Task instructions
In the data below, which lines hold the word "super"? Copy them.

Data section
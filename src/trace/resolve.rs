//! Candidate Resolution
//!
//! Scores every index node against a normalized reference and ranks the
//! hits. Each node is scored once, at its best tier:
//!
//! | tier | match                                   | score |
//! |------|-----------------------------------------|-------|
//! | 1    | exact canonical id (not for bare names) | 100   |
//! | 2    | reference is a trailing path segment    | 75    |
//! | 3    | candidate key equals node basename      | 50    |
//! | 4    | candidate key is a substring of basename| 25    |
//!
//! Ordering is score descending, then path ascending, so repeated calls on
//! the same index always produce the same list.
//!
//! @module trace/resolve

use super::normalize::{candidate_key, strip_extension, validate_src_path, Normalized};
use super::types::{Candidate, DependencyIndex, SourceNode};
use crate::core::error::{Error, Result};

// =============================================================================
// SCORES
// =============================================================================

pub const SCORE_EXACT: u32 = 100;
pub const SCORE_SUFFIX: u32 = 75;
pub const SCORE_BASENAME: u32 = 50;
pub const SCORE_SUBSTRING: u32 = 25;

// =============================================================================
// RESOLVE
// =============================================================================

/// Rank index nodes matching `reference`
pub fn resolve(reference: &Normalized, index: &DependencyIndex) -> Vec<Candidate> {
    let mut candidates: Vec<Candidate> = index
        .nodes()
        .iter()
        .filter(|node| validate_src_path(&node.id))
        .filter_map(|node| {
            score_node(reference, node).map(|(score, reason)| Candidate {
                path: node.id.clone(),
                score,
                reason: reason.to_string(),
                mtime: node.mtime,
            })
        })
        .collect();

    candidates.sort_by(|a, b| b.score.cmp(&a.score).then_with(|| a.path.cmp(&b.path)));
    candidates.dedup_by(|a, b| a.path == b.path);
    candidates
}

/// Best tier a node reaches for `reference`, if any
fn score_node(reference: &Normalized, node: &SourceNode) -> Option<(u32, &'static str)> {
    let wanted = reference.normalized.as_str();
    let id = node.id.as_str();

    // A bare name carries no location, so its `src/` id is not a real path
    if !reference.bare {
        if id == wanted {
            return Some((SCORE_EXACT, "exact path match"));
        }
        if strip_extension(id) == wanted {
            return Some((SCORE_EXACT, "exact path match (extension inferred)"));
        }
    }

    let relative = wanted.strip_prefix("src/").unwrap_or(wanted);
    if relative.contains('/') || relative.contains('.') {
        let suffix = format!("/{}", relative);
        if id.ends_with(&suffix) || strip_extension(id).ends_with(&suffix) {
            return Some((SCORE_SUFFIX, "path suffix match"));
        }
    }

    let key = reference.candidate.as_str();
    if key.is_empty() {
        return None;
    }

    let basename = candidate_key(id);
    if basename == key {
        return Some((SCORE_BASENAME, "filename match"));
    }
    if basename.to_lowercase().contains(&key.to_lowercase()) {
        return Some((SCORE_SUBSTRING, "partial filename match"));
    }

    None
}

// =============================================================================
// DISAMBIGUATION
// =============================================================================

/// Leading candidates sharing the highest score
pub fn top_ties(candidates: &[Candidate]) -> &[Candidate] {
    match candidates.first() {
        Some(best) => {
            let n = candidates
                .iter()
                .take_while(|c| c.score == best.score)
                .count();
            &candidates[..n]
        }
        None => &[],
    }
}

/// Pick one candidate or explain why not
///
/// Zero candidates fail with `ResolverFailed`. A tie at the top score
/// fails with `AmbiguousTarget` unless `pick_first` is set, in which case
/// the first candidate by score then path wins.
pub fn select(target: &str, candidates: &[Candidate], pick_first: bool) -> Result<Candidate> {
    let ties = top_ties(candidates);
    match ties {
        [] => Err(Error::ResolverFailed {
            target: target.to_string(),
        }),
        [only] => Ok(only.clone()),
        [first, ..] if pick_first => Ok(first.clone()),
        _ => Err(Error::AmbiguousTarget {
            target: target.to_string(),
            candidates: ties.iter().map(|c| c.path.clone()).collect(),
        }),
    }
}
//! Logger capability
//!
//! The tracer core never reaches for a global logger. It is handed a
//! [`Logger`] at construction; the binary passes [`TracingLogger`], which
//! forwards to the `tracing` subscriber installed in `main`.

use std::fmt;
use std::sync::Arc;

/// Severity of a log event
#[derive(Debug, Clone, Copy, PartialEq, Eq, PartialOrd, Ord)]
pub enum LogLevel {
    Debug,
    Info,
    Warn,
    Error,
}

/// Structured key/value pairs attached to a log event
pub type Fields<'a> = &'a [(&'a str, &'a dyn fmt::Display)];

/// Sink for tracer diagnostics
pub trait Logger: Send + Sync {
    fn log(&self, level: LogLevel, message: &str, fields: Fields<'_>);

    fn debug(&self, message: &str, fields: Fields<'_>) {
        self.log(LogLevel::Debug, message, fields);
    }

    fn info(&self, message: &str, fields: Fields<'_>) {
        self.log(LogLevel::Info, message, fields);
    }

    fn warn(&self, message: &str, fields: Fields<'_>) {
        self.log(LogLevel::Warn, message, fields);
    }

    fn error(&self, message: &str, fields: Fields<'_>) {
        self.log(LogLevel::Error, message, fields);
    }
}

/// Shared handle to a logger
pub type SharedLogger = Arc<dyn Logger>;

/// Render fields as `key=value` pairs separated by spaces
pub fn render_fields(fields: Fields<'_>) -> String {
    fields
        .iter()
        .map(|(k, v)| format!("{}={}", k, v))
        .collect::<Vec<_>>()
        .join(" ")
}

/// Forwards events to the `tracing` macros
#[derive(Debug, Default, Clone, Copy)]
pub struct TracingLogger;

impl Logger for TracingLogger {
    fn log(&self, level: LogLevel, message: &str, fields: Fields<'_>) {
        let rendered = render_fields(fields);
        match level {
            LogLevel::Debug => tracing::debug!(target: "deptrace", fields = %rendered, "{}", message),
            LogLevel::Info => tracing::info!(target: "deptrace", fields = %rendered, "{}", message),
            LogLevel::Warn => tracing::warn!(target: "deptrace", fields = %rendered, "{}", message),
            LogLevel::Error => tracing::error!(target: "deptrace", fields = %rendered, "{}", message),
        }
    }
}

/// Discards every event
#[derive(Debug, Default, Clone, Copy)]
pub struct NullLogger;

impl Logger for NullLogger {
    fn log(&self, _level: LogLevel, _message: &str, _fields: Fields<'_>) {}
}


#[cfg(test)]
mod tests {
    use super::testing::RecordingLogger;
    use super::*;

    #[test]
    fn test_render_fields() {
        let count = 3;
        let path = "src/App.tsx";
        assert_eq!(
            render_fields(&[("path", &path), ("count", &count)]),
            "path=src/App.tsx count=3"
        );
        assert_eq!(render_fields(&[]), "");
    }

    #[test]
    fn test_default_methods_route_levels() {
        let logger = RecordingLogger::default();
        logger.info("resolved", &[("score", &100)]);
        logger.warn("stale", &[]);
        logger.debug("probe", &[]);

        assert_eq!(logger.messages(LogLevel::Info), vec!["resolved score=100"]);
        assert_eq!(logger.messages(LogLevel::Warn), vec!["stale"]);
        assert_eq!(logger.messages(LogLevel::Debug), vec!["probe"]);
        assert!(logger.messages(LogLevel::Error).is_empty());
    }
}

Task result
use super::normalize::{candidate_key, strip_extension, validate_src_path, Normalized};
use super::types::{Candidate, DependencyIndex, SourceNode};
    use super::testing::RecordingLogger;
    use super::*;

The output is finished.